## Task to carry out
Restate the last part of the records below word for word, beginning at the line with "impl ResponseError for" and ending at the final line.

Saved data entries
--------------------------------
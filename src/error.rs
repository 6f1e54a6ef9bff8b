//! Error types for MediTrack
//!
//! `ValidationError` is the rejected-input signal produced by the evaluator and
//! the health-log flow. `AppError` is what service operations, configuration
//! loading and HTTP handlers return; it maps onto HTTP status codes.

use actix_web::{http::StatusCode, HttpResponse, ResponseError};
use serde_json::json;
use thiserror::Error;

use crate::models::VitalType;

/// A reading or request that cannot be evaluated.
#[derive(Debug, Clone, PartialEq, Eq, Error)]
pub enum ValidationError {
    #[error("a value is required for {vital_type}")]
    MissingValue { vital_type: VitalType },

    #[error("{vital_type} value '{value}' is not a number")]
    NotNumeric { vital_type: VitalType, value: String },

    #[error("blood pressure value '{value}' must be formatted as systolic/diastolic")]
    MalformedBloodPressure { value: String },

    #[error("unknown vital type '{name}'")]
    UnknownVitalType { name: String },

    #[error("invalid request: {0}")]
    InvalidField(String),
}

impl From<validator::ValidationErrors> for ValidationError {
    fn from(errors: validator::ValidationErrors) -> Self {
        ValidationError::InvalidField(errors.to_string())
    }
}

/// A threshold table that cannot be used for classification.
#[derive(Debug, Clone, PartialEq, Error)]
pub enum ThresholdError {
    #[error("{name} thresholds must satisfy low <= normal <= high (got {low}/{normal}/{high})")]
    OutOfOrder {
        name: &'static str,
        low: f64,
        normal: f64,
        high: f64,
    },
}

#[derive(Debug, Error)]
pub enum AppError {
    #[error(transparent)]
    Validation(#[from] ValidationError),

    #[error("{entity} {id} not found")]
    NotFound { entity: &'static str, id: String },

    #[error("notification dispatch failed: {0}")]
    Dispatch(String),

    #[error("configuration error: {0}")]
    Config(#[from] config::ConfigError),

    #[error("invalid thresholds: {0}")]
    Thresholds(#[from] ThresholdError),
}

impl AppError {
    pub fn not_found(entity: &'static str, id: impl ToString) -> Self {
        AppError::NotFound {
            entity,
            id: id.to_string(),
        }
    }
}

impl ResponseError for AppError {
    fn status_code(&self) -> StatusCode {
        match self {
            AppError::Validation(_) => StatusCode::BAD_REQUEST,
            AppError::NotFound { .. } => StatusCode::NOT_FOUND,
            AppError::Dispatch(_) | AppError::Config(_) | AppError::Thresholds(_) => {
                StatusCode::INTERNAL_SERVER_ERROR
            }
        }
    }

    fn error_response(&self) -> HttpResponse {
        HttpResponse::build(self.status_code()).json(json!({ "error": self.to_string() }))
    }
}

pub type Result<T, E = AppError> = std::result::Result<T, E>;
--------------------------------
## Exercise answer
impl ResponseError for AppError {
    fn status_code(&self) -> StatusCode {
        match self {
            AppError::Validation(_) => StatusCode::BAD_REQUEST,
            AppError::NotFound { .. } => StatusCode::NOT_FOUND,
            AppError::Dispatch(_) | AppError::Config(_) | AppError::Thresholds(_) => {
                StatusCode::INTERNAL_SERVER_ERROR
            }
        }
    }

    fn error_response(&self) -> HttpResponse {
        HttpResponse::build(self.status_code()).json(json!({ "error": self.to_string() }))
    }
}

pub type Result<T, E = AppError> = std::result::Result<T, E>;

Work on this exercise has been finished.